►

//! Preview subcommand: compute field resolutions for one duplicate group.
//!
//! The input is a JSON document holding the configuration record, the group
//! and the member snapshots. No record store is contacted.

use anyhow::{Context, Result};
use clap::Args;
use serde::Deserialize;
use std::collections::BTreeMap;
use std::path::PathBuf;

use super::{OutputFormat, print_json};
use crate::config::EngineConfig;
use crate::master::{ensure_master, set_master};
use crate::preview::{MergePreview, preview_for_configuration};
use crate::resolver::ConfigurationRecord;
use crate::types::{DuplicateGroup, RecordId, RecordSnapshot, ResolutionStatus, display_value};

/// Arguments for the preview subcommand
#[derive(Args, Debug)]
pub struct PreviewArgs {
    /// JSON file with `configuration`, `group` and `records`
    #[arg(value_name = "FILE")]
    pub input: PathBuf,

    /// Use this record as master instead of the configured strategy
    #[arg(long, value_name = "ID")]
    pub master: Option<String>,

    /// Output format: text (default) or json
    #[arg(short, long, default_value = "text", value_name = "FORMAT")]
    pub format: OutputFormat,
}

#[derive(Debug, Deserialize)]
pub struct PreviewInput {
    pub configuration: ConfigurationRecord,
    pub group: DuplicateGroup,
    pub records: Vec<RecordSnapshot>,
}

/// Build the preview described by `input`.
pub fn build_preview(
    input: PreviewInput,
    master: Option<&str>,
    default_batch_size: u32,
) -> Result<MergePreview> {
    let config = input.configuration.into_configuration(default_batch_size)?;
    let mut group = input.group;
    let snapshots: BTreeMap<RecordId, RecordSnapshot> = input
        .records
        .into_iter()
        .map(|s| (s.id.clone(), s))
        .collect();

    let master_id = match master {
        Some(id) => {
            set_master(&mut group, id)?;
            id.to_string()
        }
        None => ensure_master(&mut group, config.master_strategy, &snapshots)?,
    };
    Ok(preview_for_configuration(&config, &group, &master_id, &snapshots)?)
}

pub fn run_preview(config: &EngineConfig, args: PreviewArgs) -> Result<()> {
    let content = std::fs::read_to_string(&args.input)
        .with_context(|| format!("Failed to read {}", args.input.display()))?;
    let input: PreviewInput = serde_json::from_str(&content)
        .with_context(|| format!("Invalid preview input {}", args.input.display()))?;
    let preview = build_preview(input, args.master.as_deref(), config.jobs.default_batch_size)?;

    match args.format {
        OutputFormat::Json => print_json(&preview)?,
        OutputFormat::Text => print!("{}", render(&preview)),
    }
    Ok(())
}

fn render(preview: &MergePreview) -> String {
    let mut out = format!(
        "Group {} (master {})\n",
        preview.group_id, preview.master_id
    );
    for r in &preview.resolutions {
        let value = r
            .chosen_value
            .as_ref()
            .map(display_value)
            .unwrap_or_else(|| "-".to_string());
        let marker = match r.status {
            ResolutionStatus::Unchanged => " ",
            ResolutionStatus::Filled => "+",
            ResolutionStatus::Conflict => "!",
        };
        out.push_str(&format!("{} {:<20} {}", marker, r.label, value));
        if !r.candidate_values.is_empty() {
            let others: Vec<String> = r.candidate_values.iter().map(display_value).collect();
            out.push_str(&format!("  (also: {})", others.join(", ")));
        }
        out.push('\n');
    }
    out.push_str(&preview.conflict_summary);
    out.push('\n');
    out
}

◄
►

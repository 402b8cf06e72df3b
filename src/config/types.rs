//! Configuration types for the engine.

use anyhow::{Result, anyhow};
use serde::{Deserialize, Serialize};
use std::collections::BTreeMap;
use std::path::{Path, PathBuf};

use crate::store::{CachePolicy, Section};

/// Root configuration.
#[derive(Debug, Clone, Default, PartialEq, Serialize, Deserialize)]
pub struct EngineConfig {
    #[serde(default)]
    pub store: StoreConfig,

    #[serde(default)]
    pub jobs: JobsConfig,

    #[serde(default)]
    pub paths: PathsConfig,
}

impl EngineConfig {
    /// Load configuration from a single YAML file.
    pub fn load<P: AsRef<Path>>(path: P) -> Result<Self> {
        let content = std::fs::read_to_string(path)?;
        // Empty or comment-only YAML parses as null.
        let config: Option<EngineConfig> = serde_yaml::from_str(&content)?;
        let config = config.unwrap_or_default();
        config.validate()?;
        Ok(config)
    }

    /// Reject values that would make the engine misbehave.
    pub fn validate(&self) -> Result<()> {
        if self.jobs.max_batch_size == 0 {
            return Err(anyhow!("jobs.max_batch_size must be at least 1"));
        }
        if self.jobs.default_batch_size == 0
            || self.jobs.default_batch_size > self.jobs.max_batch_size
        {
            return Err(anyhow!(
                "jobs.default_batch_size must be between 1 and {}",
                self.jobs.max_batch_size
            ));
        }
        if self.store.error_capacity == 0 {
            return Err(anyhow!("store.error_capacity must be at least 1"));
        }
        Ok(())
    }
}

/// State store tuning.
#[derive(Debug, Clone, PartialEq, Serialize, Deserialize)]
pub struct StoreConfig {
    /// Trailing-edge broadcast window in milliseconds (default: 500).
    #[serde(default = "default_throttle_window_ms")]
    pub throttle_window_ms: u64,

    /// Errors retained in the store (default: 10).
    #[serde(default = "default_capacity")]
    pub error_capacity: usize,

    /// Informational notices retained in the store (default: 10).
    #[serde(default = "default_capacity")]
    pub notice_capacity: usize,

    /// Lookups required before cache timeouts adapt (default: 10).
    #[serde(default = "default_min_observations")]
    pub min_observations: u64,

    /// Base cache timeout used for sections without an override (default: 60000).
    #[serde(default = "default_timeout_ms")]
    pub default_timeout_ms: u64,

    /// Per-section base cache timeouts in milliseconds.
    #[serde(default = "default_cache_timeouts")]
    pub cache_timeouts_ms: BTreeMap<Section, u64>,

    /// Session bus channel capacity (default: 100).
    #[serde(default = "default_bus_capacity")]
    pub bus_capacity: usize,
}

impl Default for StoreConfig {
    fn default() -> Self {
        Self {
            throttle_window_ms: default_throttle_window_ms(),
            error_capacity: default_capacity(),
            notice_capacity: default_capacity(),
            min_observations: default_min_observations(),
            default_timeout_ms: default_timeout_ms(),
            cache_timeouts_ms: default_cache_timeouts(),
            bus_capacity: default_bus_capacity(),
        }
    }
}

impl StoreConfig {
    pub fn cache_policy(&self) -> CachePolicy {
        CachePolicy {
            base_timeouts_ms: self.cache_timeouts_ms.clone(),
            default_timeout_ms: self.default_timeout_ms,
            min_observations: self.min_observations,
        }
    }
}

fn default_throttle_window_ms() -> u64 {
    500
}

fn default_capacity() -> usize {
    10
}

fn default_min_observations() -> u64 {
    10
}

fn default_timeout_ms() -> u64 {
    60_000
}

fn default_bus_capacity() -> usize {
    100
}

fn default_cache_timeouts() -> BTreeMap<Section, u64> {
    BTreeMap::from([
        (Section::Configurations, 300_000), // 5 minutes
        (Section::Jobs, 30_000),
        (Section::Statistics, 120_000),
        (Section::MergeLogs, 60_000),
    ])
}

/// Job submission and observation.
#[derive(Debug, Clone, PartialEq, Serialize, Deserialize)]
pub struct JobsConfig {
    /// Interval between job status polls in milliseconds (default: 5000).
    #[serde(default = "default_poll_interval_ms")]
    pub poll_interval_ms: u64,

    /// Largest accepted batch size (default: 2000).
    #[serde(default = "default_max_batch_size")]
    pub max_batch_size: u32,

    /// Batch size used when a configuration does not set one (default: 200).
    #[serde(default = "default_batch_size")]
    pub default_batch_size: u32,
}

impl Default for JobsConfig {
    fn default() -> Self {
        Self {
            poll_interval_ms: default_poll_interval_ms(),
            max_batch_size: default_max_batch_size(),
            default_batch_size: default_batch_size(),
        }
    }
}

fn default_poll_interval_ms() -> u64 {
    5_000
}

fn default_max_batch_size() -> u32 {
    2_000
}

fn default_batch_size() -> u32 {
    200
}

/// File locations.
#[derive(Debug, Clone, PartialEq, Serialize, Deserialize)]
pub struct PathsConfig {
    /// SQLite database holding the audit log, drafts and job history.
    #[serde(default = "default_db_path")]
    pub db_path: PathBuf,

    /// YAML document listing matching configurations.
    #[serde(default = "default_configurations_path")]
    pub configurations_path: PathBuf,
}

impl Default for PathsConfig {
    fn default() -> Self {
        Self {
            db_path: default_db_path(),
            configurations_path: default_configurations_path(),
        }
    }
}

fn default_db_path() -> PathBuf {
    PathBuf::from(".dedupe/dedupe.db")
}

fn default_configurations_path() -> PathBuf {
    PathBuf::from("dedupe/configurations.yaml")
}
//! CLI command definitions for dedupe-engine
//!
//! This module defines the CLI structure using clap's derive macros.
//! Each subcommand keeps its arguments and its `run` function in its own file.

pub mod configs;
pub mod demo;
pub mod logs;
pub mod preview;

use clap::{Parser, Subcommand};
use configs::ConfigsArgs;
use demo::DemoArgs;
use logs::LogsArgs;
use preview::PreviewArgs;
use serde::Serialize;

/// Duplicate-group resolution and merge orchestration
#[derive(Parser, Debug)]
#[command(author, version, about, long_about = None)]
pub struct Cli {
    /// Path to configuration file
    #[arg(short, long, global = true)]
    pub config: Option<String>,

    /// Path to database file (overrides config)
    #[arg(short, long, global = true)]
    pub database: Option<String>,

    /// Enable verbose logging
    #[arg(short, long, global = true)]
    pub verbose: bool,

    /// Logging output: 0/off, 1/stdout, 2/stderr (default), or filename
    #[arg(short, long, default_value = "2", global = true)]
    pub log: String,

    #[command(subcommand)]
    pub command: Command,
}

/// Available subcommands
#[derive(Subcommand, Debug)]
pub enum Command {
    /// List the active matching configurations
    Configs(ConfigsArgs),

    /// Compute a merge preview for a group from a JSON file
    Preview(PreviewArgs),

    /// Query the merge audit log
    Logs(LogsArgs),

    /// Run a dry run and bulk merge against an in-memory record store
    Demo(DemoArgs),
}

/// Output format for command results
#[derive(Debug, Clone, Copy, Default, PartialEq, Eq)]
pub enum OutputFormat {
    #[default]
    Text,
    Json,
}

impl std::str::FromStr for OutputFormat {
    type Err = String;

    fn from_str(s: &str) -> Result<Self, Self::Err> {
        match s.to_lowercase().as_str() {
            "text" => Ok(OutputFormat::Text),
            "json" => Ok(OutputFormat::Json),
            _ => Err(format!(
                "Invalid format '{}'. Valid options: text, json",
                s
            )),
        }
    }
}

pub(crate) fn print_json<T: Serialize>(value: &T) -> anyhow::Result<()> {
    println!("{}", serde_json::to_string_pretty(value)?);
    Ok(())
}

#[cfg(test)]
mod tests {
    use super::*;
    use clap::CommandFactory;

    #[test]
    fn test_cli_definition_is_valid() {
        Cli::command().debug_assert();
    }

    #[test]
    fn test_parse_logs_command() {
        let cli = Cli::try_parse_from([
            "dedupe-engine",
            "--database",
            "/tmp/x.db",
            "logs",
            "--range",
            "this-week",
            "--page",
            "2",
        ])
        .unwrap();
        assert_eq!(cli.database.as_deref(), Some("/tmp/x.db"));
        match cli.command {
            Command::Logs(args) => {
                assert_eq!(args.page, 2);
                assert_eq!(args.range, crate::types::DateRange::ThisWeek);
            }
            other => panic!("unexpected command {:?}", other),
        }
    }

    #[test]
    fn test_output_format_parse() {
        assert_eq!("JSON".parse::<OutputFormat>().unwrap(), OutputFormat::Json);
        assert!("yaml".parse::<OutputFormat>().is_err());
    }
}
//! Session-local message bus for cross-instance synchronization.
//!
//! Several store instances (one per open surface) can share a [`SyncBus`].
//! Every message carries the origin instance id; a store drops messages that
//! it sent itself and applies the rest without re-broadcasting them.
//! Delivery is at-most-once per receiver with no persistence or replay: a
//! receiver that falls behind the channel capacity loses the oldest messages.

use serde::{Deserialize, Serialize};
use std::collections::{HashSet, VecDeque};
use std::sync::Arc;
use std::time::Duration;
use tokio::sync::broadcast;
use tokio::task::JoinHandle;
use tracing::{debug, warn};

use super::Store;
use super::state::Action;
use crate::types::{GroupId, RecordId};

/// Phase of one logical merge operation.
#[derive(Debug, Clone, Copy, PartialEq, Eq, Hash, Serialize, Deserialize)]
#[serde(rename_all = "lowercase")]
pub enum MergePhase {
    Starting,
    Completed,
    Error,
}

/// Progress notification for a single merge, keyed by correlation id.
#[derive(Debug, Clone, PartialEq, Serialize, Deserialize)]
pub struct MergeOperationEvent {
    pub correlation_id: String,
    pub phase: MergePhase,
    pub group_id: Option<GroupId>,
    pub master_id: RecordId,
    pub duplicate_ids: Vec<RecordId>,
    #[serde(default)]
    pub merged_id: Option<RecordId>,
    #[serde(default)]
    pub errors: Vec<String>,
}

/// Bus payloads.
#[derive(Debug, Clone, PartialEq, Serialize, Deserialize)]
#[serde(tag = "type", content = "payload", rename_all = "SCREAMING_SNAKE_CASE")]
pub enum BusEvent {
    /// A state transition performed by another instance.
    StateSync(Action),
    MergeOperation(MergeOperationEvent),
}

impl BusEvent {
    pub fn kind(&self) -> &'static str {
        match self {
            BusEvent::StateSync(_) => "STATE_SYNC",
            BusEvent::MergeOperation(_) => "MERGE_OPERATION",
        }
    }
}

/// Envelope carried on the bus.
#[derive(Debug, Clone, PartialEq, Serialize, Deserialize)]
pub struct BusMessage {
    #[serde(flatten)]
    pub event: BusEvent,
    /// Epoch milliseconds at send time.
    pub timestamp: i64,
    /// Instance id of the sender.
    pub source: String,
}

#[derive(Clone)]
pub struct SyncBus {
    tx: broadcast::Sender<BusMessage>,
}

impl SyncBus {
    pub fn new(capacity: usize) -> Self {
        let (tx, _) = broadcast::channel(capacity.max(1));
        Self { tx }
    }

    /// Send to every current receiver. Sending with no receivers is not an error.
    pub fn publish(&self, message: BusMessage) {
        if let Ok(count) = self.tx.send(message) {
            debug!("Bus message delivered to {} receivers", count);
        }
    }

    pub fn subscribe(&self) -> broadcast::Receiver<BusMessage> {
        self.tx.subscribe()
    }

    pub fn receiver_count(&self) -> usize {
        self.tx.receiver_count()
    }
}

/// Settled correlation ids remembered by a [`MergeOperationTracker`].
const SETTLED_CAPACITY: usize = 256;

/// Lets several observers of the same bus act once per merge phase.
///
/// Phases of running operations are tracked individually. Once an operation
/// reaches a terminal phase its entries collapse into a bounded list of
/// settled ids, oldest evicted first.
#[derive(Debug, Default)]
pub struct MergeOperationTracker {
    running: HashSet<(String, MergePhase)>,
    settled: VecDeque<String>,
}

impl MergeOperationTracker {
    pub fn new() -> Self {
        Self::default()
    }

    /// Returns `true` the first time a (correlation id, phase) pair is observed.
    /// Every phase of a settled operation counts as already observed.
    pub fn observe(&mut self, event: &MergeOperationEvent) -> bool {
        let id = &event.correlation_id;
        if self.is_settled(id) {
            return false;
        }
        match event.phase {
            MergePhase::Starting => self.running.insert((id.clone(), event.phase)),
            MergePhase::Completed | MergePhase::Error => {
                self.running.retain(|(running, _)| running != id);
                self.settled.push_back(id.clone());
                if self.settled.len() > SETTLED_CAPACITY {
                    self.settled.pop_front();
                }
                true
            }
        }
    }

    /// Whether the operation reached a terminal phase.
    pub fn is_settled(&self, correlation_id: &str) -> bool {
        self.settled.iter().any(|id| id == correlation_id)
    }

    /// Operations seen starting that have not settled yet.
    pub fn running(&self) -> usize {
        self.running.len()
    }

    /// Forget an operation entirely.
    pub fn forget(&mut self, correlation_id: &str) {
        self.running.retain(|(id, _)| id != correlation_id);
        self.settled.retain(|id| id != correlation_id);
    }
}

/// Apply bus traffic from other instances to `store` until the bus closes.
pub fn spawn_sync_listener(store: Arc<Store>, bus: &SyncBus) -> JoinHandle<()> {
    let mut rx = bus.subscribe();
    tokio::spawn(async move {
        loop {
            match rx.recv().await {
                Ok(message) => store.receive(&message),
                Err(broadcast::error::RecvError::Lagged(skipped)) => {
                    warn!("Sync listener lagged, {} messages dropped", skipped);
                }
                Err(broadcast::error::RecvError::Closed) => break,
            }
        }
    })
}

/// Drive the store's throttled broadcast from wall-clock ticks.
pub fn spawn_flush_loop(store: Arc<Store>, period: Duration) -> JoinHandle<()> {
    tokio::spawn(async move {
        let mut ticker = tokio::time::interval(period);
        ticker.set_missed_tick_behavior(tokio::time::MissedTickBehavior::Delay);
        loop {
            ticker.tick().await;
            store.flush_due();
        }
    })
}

◄
►

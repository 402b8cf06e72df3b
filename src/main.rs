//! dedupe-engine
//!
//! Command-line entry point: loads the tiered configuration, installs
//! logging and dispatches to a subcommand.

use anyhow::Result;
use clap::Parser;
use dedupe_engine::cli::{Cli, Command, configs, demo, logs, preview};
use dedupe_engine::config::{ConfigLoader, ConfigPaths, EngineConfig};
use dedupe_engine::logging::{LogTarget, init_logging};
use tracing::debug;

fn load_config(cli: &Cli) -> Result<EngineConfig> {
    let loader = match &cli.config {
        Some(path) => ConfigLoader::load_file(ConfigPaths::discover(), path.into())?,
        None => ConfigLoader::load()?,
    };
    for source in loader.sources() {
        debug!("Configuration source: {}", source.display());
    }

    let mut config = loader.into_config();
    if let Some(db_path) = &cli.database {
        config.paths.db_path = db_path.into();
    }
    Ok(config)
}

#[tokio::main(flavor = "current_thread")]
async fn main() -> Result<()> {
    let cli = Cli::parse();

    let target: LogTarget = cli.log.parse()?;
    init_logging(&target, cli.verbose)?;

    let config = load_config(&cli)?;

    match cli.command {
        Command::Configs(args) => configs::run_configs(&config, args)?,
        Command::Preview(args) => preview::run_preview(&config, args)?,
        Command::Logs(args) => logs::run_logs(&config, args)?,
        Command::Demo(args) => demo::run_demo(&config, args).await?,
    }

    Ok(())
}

◄

### Your instructions:
From the records above, transcribe without alteration every line from the one with "must be between" to the one with "notices retained in the store (default: 10).", inclusive.

### Solution to this exercise:
                "jobs.default_batch_size must be between 1 and {}",
                self.jobs.max_batch_size
            ));
        }
        if self.store.error_capacity == 0 {
            return Err(anyhow!("store.error_capacity must be at least 1"));
        }
        Ok(())
    }
}

/// State store tuning.
#[derive(Debug, Clone, PartialEq, Serialize, Deserialize)]
pub struct StoreConfig {
    /// Trailing-edge broadcast window in milliseconds (default: 500).
    #[serde(default = "default_throttle_window_ms")]
    pub throttle_window_ms: u64,

    /// Errors retained in the store (default: 10).
    #[serde(default = "default_capacity")]
    pub error_capacity: usize,

    /// Informational notices retained in the store (default: 10).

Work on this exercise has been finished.